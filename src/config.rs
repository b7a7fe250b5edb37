pub const MAGIC: [u8; 4] = *b"\x121\n\0";

pub const BLOCK_SIZE: usize = 4096;
pub const SUPERBLOCK_ID: u32 = 0; // Device block holding the superblock
pub const INODE_TABLE_START: u32 = 1; // First device block of the inode table
pub const ROOT_INODE_ID: u32 = 0; // Inode ID for the root directory
pub const NULL_BLOCK: u32 = 0; // Data block 0 is reserved, so 0 means "no block"

pub const INODE_SIZE: usize = 64;
pub const INODES_PER_BLOCK: usize = BLOCK_SIZE / INODE_SIZE;

pub const NUM_BLOCK_PTRS: usize = 8; // Direct pointers, or indirection blocks once promoted
pub const PTRS_PER_BLOCK: usize = BLOCK_SIZE / 4; // 32-bit block ids per block
pub const MAX_FILE_SIZE: usize = NUM_BLOCK_PTRS * PTRS_PER_BLOCK * BLOCK_SIZE; // 32 MiB

pub const FREE_STACK_CAPACITY: usize = 500; // Free block ids cached in the superblock

pub const DIR_ENTRY_SIZE: usize = 128;
pub const DIR_NAME_FIELD: usize = DIR_ENTRY_SIZE - 4; // DirEntry size minus inode ID (4 bytes)
pub const MAX_FILE_NAME_LEN: usize = DIR_NAME_FIELD - 1; // Names stay NUL-terminated on disk
pub const DOT_NAME: &str = ".";
pub const DOTDOT_NAME: &str = "..";

pub const CACHE_SLOTS: usize = 16;
pub const MAX_FD: usize = 256;
pub const MIN_BLOCK_COUNT: u32 = 11;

--

Task directions:
Write all of the records out exactly, including every line.

Answer for the task:
filename src/config.rs
repository b7a7fe250b5edb37
pub const MAGIC: [u8; 4] = *b"\x121\n\0";

pub const BLOCK_SIZE: usize = 4096;
pub const SUPERBLOCK_ID: u32 = 0; // Device block holding the superblock
pub const INODE_TABLE_START: u32 = 1; // First device block of the inode table
pub const ROOT_INODE_ID: u32 = 0; // Inode ID for the root directory
pub const NULL_BLOCK: u32 = 0; // Data block 0 is reserved, so 0 means "no block"

pub const INODE_SIZE: usize = 64;
pub const INODES_PER_BLOCK: usize = BLOCK_SIZE / INODE_SIZE;

pub const NUM_BLOCK_PTRS: usize = 8; // Direct pointers, or indirection blocks once promoted
pub const PTRS_PER_BLOCK: usize = BLOCK_SIZE / 4; // 32-bit block ids per block
pub const MAX_FILE_SIZE: usize = NUM_BLOCK_PTRS * PTRS_PER_BLOCK * BLOCK_SIZE; // 32 MiB

pub const FREE_STACK_CAPACITY: usize = 500; // Free block ids cached in the superblock

pub const DIR_ENTRY_SIZE: usize = 128;
pub const DIR_NAME_FIELD: usize = DIR_ENTRY_SIZE - 4; // DirEntry size minus inode ID (4 bytes)
pub const MAX_FILE_NAME_LEN: usize = DIR_NAME_FIELD - 1; // Names stay NUL-terminated on disk
pub const DOT_NAME: &str = ".";
pub const DOTDOT_NAME: &str = "..";

pub const CACHE_SLOTS: usize = 16;
pub const MAX_FD: usize = 256;
pub const MIN_BLOCK_COUNT: u32 = 11;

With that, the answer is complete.